The real question, then, is whether all of this generic familiarity hurts The Age of Shadows, and I'd be inclined to say that it really doesn't. For one thing, the Korean resistance to Japanese occupation has the benefit of being relatively untraveled ground for Western movie audiences. For another, the film is just really terrifically well-made. It's the latest swerve for direct Kim Jee-woon, who has among his credits the serial killer character drama I Saw the Devil and the farcical Eastern Western The Good, the Bad and the Weird, among other far-flung genre exercises. Just about the only thing that connects Kim's filmography is that everything he makes is eminently solid craftsmanship, buoyed by intense energy and airtight pacing (The Age of Shadows is 140 minutes long, and they fly by). This newest film isn't his most exciting, by any means, but it might well be his most handsome: everything from the appropriately shadowy cinematography to the detailed, lush costumes evokes the spirit of the 1920s with the dreamy presence of the best period pieces.

The film is also blessed to boast two outstanding performances from Song and Gong. The former gets the showier role, playing a man wracked by guilt and nerves, and haunted in every movement by the obvious suspicion that he might very well turn out to be kind of a bad guy.
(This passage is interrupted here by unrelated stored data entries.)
impl ObjectSpace {
    pub fn new(settings: SpaceSettings) -> Result<Self, SpaceError> {
        settings.validate().map_err(SpaceError::InvalidSettings)?;
        Ok(Self {
            inner: RwLock::new(SpaceInner {
                objects: AHashMap::new(),
                roots: Vec::new(),
                classes: Vec::new(),
                cursor: settings.base,
                used: 0,
            }),
            weak: Arc::new(WeakTable::new()),
            sampler: OnceLock::new(),
            settings,
        })
    }

    pub fn settings(&self) -> &SpaceSettings {
        &self.settings
    }

    pub fn region(&self) -> HeapRegion {
        HeapRegion::new(self.settings.base, self.settings.capacity, OBJECT_ALIGNMENT)
    }

    /// The weak table sampled objects are registered in. Pass it to the
    /// sampler so the collector can clear its references.
    pub fn weak_references(&self) -> Arc<WeakTable> {
        self.weak.clone()
    }

    /// Offers every subsequent allocation to `sampler`. Returns `false` if a
    /// sampler was already attached.
    pub fn attach_sampler(&self, sampler: Arc<ObjectSampler>) -> bool {
        self.sampler.set(sampler).is_ok()
    }

    pub fn sampler(&self) -> Option<&Arc<ObjectSampler>> {
        self.sampler.get()
    }

    pub fn define_class(&self, class: Class) -> ClassId {
        let mut inner = self.inner.write();
        inner.classes.push(class);
        ClassId(inner.classes.len() as u32 - 1)
    }

    pub fn class(&self, class: ClassId) -> Option<Class> {
        self.inner.read().class(class).cloned()
    }

    // ── allocation ─────────────────────────────────────────────────

    pub fn alloc_instance(
        &self,
        class: ClassId,
        site: AllocSite,
    ) -> Result<ObjectRef, SpaceError> {
        let field_count = self
            .inner
            .read()
            .class(class)
            .ok_or(SpaceError::NoSuchClass(class))?
            .field_count();
        self.allocate(
            ObjectType::Instance,
            field_count
                .checked_mul(WORD_SIZE)
                .and_then(|fields| fields.checked_add(HEADER_SIZE)),
            || Body::Instance {
                class,
                fields: vec![None; field_count],
            },
            site,
        )
    }

    pub fn alloc_array(
        &self,
        length: usize,
        site: AllocSite,
    ) -> Result<ObjectRef, SpaceError> {
        self.allocate(
            ObjectType::ObjectArray,
            length.checked_mul(WORD_SIZE).and_then(with_length_header),
            || Body::ObjectArray(vec![None; length]),
            site,
        )
    }

    pub fn alloc_bytes(
        &self,
        length: usize,
        site: AllocSite,
    ) -> Result<ObjectRef, SpaceError> {
        self.allocate(
            ObjectType::ByteArray,
            with_length_header(length),
            || Body::Bytes(length),
            site,
        )
    }

    pub fn alloc_str(&self, value: &str, site: AllocSite) -> Result<ObjectRef, SpaceError> {
        self.allocate(
            ObjectType::Str,
            with_length_header(value.len()),
            || Body::Str(value.to_string()),
            site,
        )
    }

    /// Reserves `size` bytes, rounded up to the alignment, and only then
    /// builds the body. `None` stands for a size that overflowed.
    fn allocate(
        &self,
        object_type: ObjectType,
        size: Option<usize>,
        body: impl FnOnce() -> Body,
        site: AllocSite,
    ) -> Result<ObjectRef, SpaceError> {
        let size = size.and_then(|size| size.checked_next_multiple_of(OBJECT_ALIGNMENT));
        let (object, size) = {
            let mut inner = self.inner.write();
            let limit = self.settings.base + self.settings.capacity;
            let available = limit - inner.cursor;
            let size = match size {
                Some(size) if size <= available => size,
                requested => {
                    return Err(SpaceError::OutOfSpace {
                        requested: requested.unwrap_or(usize::MAX),
                        available,
                    });
                }
            };
            let object = ObjectRef::new(inner.cursor).ok_or(SpaceError::OutOfSpace {
                requested: size,
                available,
            })?;
            inner.cursor += size;
            inner.used += size;
            inner.objects.insert(
                object,
                Object {
                    header: Header::new(object_type, size),
                    body: body(),
                },
            );
            (object, size)
        };
        trace!("allocated {object_type:?} of {size} bytes at {object}");

        // outside the heap lock: the sampler never waits for it
        if let Some(sampler) = self.sampler.get() {
            sampler.add_with_stack_trace(object, size as u64, site.thread, site.stack_trace);
        }
        Ok(object)
    }

    // ── references ─────────────────────────────────────────────────

    pub fn set_field(
        &self,
        object: ObjectRef,
        index: usize,
        target: Option<ObjectRef>,
    ) -> Result<(), SpaceError> {
        self.store(object, ObjectType::Instance, index, target)
    }

    pub fn field(&self, object: ObjectRef, index: usize) -> Result<Option<ObjectRef>, SpaceError> {
        self.load(object, ObjectType::Instance, index)
    }

    /// Sets the field called `name`, looked up in the object's class.
    pub fn set_named_field(
        &self,
        object: ObjectRef,
        name: &str,
        target: Option<ObjectRef>,
    ) -> Result<(), SpaceError> {
        let index = {
            let inner = self.inner.read();
            let found = inner.object(object)?;
            let Body::Instance { class, .. } = &found.body else {
                return Err(SpaceError::WrongType {
                    object,
                    found: found.header.object_type(),
                });
            };
            inner
                .class(*class)
                .and_then(|c| c.field_index(name))
                .ok_or_else(|| SpaceError::NoSuchField {
                    object,
                    name: name.to_string(),
                })?
        };
        self.set_field(object, index, target)
    }

    pub fn set_element(
        &self,
        array: ObjectRef,
        index: usize,
        target: Option<ObjectRef>,
    ) -> Result<(), SpaceError> {
        self.store(array, ObjectType::ObjectArray, index, target)
    }

    pub fn element(&self, array: ObjectRef, index: usize) -> Result<Option<ObjectRef>, SpaceError> {
        self.load(array, ObjectType::ObjectArray, index)
    }

    pub fn array_length(&self, array: ObjectRef) -> Result<usize, SpaceError> {
        let inner = self.inner.read();
        let found = inner.object(array)?;
        match &found.body {
            Body::ObjectArray(elements) => Ok(elements.len()),
            _ => Err(SpaceError::WrongType {
                object: array,
                found: found.header.object_type(),
            }),
        }
    }

    fn store(
        &self,
        object: ObjectRef,
        expected: ObjectType,
        index: usize,
        target: Option<ObjectRef>,
    ) -> Result<(), SpaceError> {
        let mut inner = self.inner.write();
        if let Some(target) = target {
            inner.object(target)?;
        }
        let found = inner.object_mut(object)?;
        let object_type = found.header.object_type();
        if object_type != expected {
            return Err(SpaceError::WrongType {
                object,
                found: object_type,
            });
        }
        let slots = found.references_mut();
        let length = slots.len();
        let slot = slots.get_mut(index).ok_or(SpaceError::IndexOutOfBounds {
            object,
            index,
            length,
        })?;
        *slot = target;
        Ok(())
    }

    fn load(
        &self,
        object: ObjectRef,
        expected: ObjectType,
        index: usize,
    ) -> Result<Option<ObjectRef>, SpaceError> {
        let inner = self.inner.read();
        let found = inner.object(object)?;
        let object_type = found.header.object_type();
        if object_type != expected {
            return Err(SpaceError::WrongType {
                object,
                found: object_type,
            });
        }
        let slots = found.references();
        slots
            .get(index)
            .copied()
            .ok_or(SpaceError::IndexOutOfBounds {
                object,
                index,
                length: slots.len(),
            })
    }

    /// Keeps `object` alive regardless of reachability.
    pub fn pin(&self, object: ObjectRef) -> Result<(), SpaceError> {
        let mut inner = self.inner.write();
        inner.object_mut(object)?.header.add_flag(HeaderFlags::PINNED);
        Ok(())
    }

    // ── roots ──────────────────────────────────────────────────────

    pub fn add_root(
        &self,
        system: RootSystem,
        kind: RootKind,
        description: impl Into<String>,
        target: Option<ObjectRef>,
    ) -> RootId {
        let mut inner = self.inner.write();
        inner.roots.push(Some(RootSlot {
            target,
            system,
            kind,
            description: description.into(),
        }));
        RootId(inner.roots.len() as u64 - 1)
    }

    pub fn set_root(&self, root: RootId, target: Option<ObjectRef>) -> Result<(), SpaceError> {
        let mut inner = self.inner.write();
        let slot = inner
            .roots
            .get_mut(root.0 as usize)
            .and_then(Option::as_mut)
            .ok_or(SpaceError::NoSuchRoot(root))?;
        slot.target = target;
        Ok(())
    }

    pub fn remove_root(&self, root: RootId) -> Result<(), SpaceError> {
        let mut inner = self.inner.write();
        inner
            .roots
            .get_mut(root.0 as usize)
            .and_then(Option::take)
            .map(|_| ())
            .ok_or(SpaceError::NoSuchRoot(root))
    }

    // ── statistics ─────────────────────────────────────────────────

    pub fn contains(&self, object: ObjectRef) -> bool {
        self.inner.read().objects.contains_key(&object)
    }

    pub fn object_count(&self) -> usize {
        self.inner.read().objects.len()
    }

    /// Bytes held by objects that have not been reclaimed.
    pub fn used_bytes(&self) -> usize {
        self.inner.read().used
    }
}
impl std::fmt::Debug for ObjectSampler {
    fn fmt(&self, f: &mut std::fmt::Formatter<'_>) -> std::fmt::Result {
        f.debug_struct("ObjectSampler")
            .field("capacity", &self.capacity)
            .field("contended", &self.contended())
            .field("last_sweep", &self.last_sweep())
            .finish_non_exhaustive()
    }
}

pub struct SamplerGuard<'s> {
    cache: MutexGuard<'s, SampleCache>,
    sampler: &'s ObjectSampler,
}

impl SamplerGuard<'_> {
    /// Removes dead samples now instead of on the next `add`.
    pub fn scavenge(&mut self) -> usize {
        self.sampler.dead_samples.store(false, Ordering::Release);
        self.cache.scavenge(&*self.sampler.registry)
    }

    pub fn registry(&self) -> &dyn WeakReferenceRegistry {
        &*self.sampler.registry
    }
}

impl Deref for SamplerGuard<'_> {
    type Target = SampleCache;

    fn deref(&self) -> &SampleCache {
        &self.cache
    }
}

#[cfg(test)]
mod tests {
    use super::*;
    use crate::testing::{TestRegistry, obj};

    const T: ThreadId = ThreadId(1);

    fn sampler(capacity: usize) -> (ObjectSampler, Arc<TestRegistry>) {
        let registry = Arc::new(TestRegistry::default());
        (ObjectSampler::new(capacity, registry.clone()), registry)
    }

    fn spans(sampler: &ObjectSampler) -> Vec<u64> {
        sampler.lock().iter().map(ObjectSample::span).collect()
    }

    #[test]
    fn evicted_span_moves_to_newcomer() {
        let (sampler, registry) = sampler(2);
        assert_eq!(sampler.add(obj(1), 10, T), SampleOutcome::Admitted);
        assert_eq!(sampler.add(obj(2), 20, T), SampleOutcome::Admitted);
        assert_eq!(
            sampler.add(obj(3), 30, T),
            SampleOutcome::Evicted { span: 10 }
        );

        assert_eq!(spans(&sampler), vec![40, 20]);
        let cache = sampler.lock();
        assert_eq!(cache.attributed(), 60);
        assert_eq!(cache.unattributed(), 0);
        assert_eq!(registry.live_handles(), 2);
    }

    #[test]
    fn small_allocation_is_rejected_when_full() {
        let (sampler, _) = sampler(2);
        sampler.add(obj(1), 10, T);
        sampler.add(obj(2), 20, T);
        assert_eq!(sampler.add(obj(3), 5, T), SampleOutcome::Rejected);

        let cache = sampler.lock();
        assert_eq!(cache.count(), 2);
        assert_eq!(cache.total_allocated(), 35);
        assert_eq!(cache.unattributed(), 5);
    }

    #[test]
    fn rejected_bytes_are_absorbed_later() {
        let (sampler, _) = sampler(2);
        sampler.add(obj(1), 10, T);
        sampler.add(obj(2), 20, T);
        assert_eq!(sampler.add(obj(3), 5, T), SampleOutcome::Rejected);
        assert_eq!(sampler.add(obj(4), 4, T), SampleOutcome::Rejected);
        // 5 + 4 + 2 unattributed > 10, so the 10 is evicted
        assert_eq!(
            sampler.add(obj(5), 2, T),
            SampleOutcome::Evicted { span: 10 }
        );
        assert_eq!(spans(&sampler), vec![21, 20]);
    }

    #[test]
    fn zero_capacity_is_a_no_op() {
        let (sampler, registry) = sampler(0);
        assert_eq!(sampler.add(obj(1), 100, T), SampleOutcome::Disabled);
        let cache = sampler.lock();
        assert!(cache.is_empty());
        assert_eq!(cache.total_allocated(), 0);
        assert_eq!(registry.live_handles(), 0);
    }

    #[test]
    fn zero_sized_allocations_only_fill_free_slots() {
        let (sampler, _) = sampler(2);
        assert_eq!(sampler.add(obj(1), 0, T), SampleOutcome::Admitted);
        assert_eq!(sampler.add(obj(2), 0, T), SampleOutcome::Admitted);
        assert_eq!(sampler.add(obj(3), 0, T), SampleOutcome::Rejected);
        assert_eq!(spans(&sampler), vec![0, 0]);
    }

    #[test]
    fn busy_sampler_drops_allocations() {
        let (sampler, _) = sampler(4);
        let guard = sampler.lock();
        assert_eq!(sampler.add(obj(1), 8, T), SampleOutcome::Contended);
        assert_eq!(sampler.contended(), 1);
        drop(guard);

        assert_eq!(sampler.add(obj(2), 8, T), SampleOutcome::Admitted);
        assert_eq!(sampler.lock().total_allocated(), 8);
    }

    #[test]
    fn dead_span_merges_into_newer_neighbour() {
        let (sampler, registry) = sampler(4);
        sampler.add(obj(1), 10, T);
        sampler.add(obj(2), 20, T);
        sampler.add(obj(3), 30, T);

        registry.kill(obj(2));
        sampler.notify_dead_samples();
        // the next add scavenges first
        sampler.add(obj(4), 40, T);

        assert_eq!(spans(&sampler), vec![40, 50, 10]);
        let cache = sampler.lock();
        assert_eq!(cache.attributed(), 100);
        assert_eq!(cache.total_allocated(), 100);
        assert_eq!(registry.live_handles(), 3);
    }

    #[test]
    fn dead_newest_sample_returns_span_to_pool() {
        let (sampler, registry) = sampler(4);
        sampler.add(obj(1), 10, T);
        sampler.add(obj(2), 20, T);
        registry.kill(obj(2));

        let mut cache = sampler.lock();
        assert_eq!(cache.scavenge(), 1);
        assert_eq!(cache.attributed(), 10);
        assert_eq!(cache.unattributed(), 20);
        drop(cache);

        sampler.add(obj(3), 1, T);
        assert_eq!(spans(&sampler), vec![21, 10]);
    }

    #[test]
    fn scavenge_without_deaths_keeps_everything() {
        let (sampler, _) = sampler(3);
        for i in 1..=3 {
            sampler.add(obj(i), i as u64, T);
        }
        assert_eq!(sampler.lock().scavenge(), 0);
        assert_eq!(spans(&sampler), vec![3, 2, 1]);
    }

    #[test]
    fn priority_order_is_ascending_span() {
        let (sampler, _) = sampler(4);
        for (i, size) in [30u64, 10, 40, 20].into_iter().enumerate() {
            sampler.add(obj(i + 1), size, T);
        }
        let cache = sampler.lock();
        let ordered: Vec<_> = cache.iter_by_priority().map(ObjectSample::span).collect();
        assert_eq!(ordered, vec![10, 20, 30, 40]);
        assert_eq!(cache.peek().map(ObjectSample::span), Some(10));
    }

    #[test]
    fn retained_spans_dominate_evicted_ones() {
        let (sampler, _) = sampler(8);
        let mut state = 0x2545_f491_4f6c_dd1d_u64;
        let mut max_evicted = 0;
        let mut total = 0;

        for i in 0..2_000 {
            state ^= state << 13;
            state ^= state >> 7;
            state ^= state << 17;
            let size = state % 512;
            total += size;

            let outcome = sampler.add(obj(i + 1), size, T);
            if let SampleOutcome::Evicted { span } = outcome {
                max_evicted = max_evicted.max(span);
            }
            if matches!(outcome, SampleOutcome::Admitted | SampleOutcome::Evicted { .. }) {
                assert_eq!(sampler.lock().attributed(), total);
            }
        }

        let cache = sampler.lock();
        assert_eq!(cache.count(), 8);
        assert_eq!(cache.total_allocated(), total);
        let min_retained = cache.iter().map(ObjectSample::span).min().unwrap();
        assert!(min_retained >= max_evicted);
    }

    #[test]
    fn last_sweep_is_recorded() {
        let (sampler, _) = sampler(1);
        assert!(sampler.last_sweep().is_none());
        sampler.add(obj(1), 1, T);
        sampler.gc_completed();
        let sweep = sampler.last_sweep().unwrap();
        assert!(sampler.lock().iter().all(|s| s.is_older_than(sweep)));
    }
}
But Gong might even still be the more impressive, doing as much with less material. Near the end of the film, he gets to wrap up the film's major arcs with a slowly-developing half-smile that easily counts among the best acting beats I've seen in any film in 2016.

These two actors aren't by any means alone in bringing a great deal to the film: I was particularly taken by Han Ji-man's role as the de rigueur glamorous woman who's also a master spy, but who manages to redeem that hoary stock type by underplaying it. Still, there's no doubt that the film is at its best when it hinges on those two men, and their tense interplay. In fact, The Age of Shadows falls a little bit short of being the great film that their performances imply, or reaching the heights of Kim's best work as a director. The plot is unmistakably gnarled, sometimes intentionally so, as in a final act that's told out of order. But it's not really about the plot, but about the moments of sublime tension strung along it: this is ultimately a film about the tightly-wound energy of being an underground agent. For all its prestigious-looking polish, this is still a Kim Jee-woon film deep down inside: a chain of impressive set pieces that collective give the impression of a narrative more than an actual narrative. Fortunately, the director is good enough at staging those set pieces that the impression turns out to be enough.

Grade: B+
Oscar prospects: Having a name-brand director can't hurt, and the setting and production value are right up the Academy's alley; the splashy violence a bit less so. The big question mark, though, is that South Korea is currently 0-for-27 in its attempts to snag a nomination in the foreign film category, and I'd be hard-pressed to say why this would be the film to break that streak.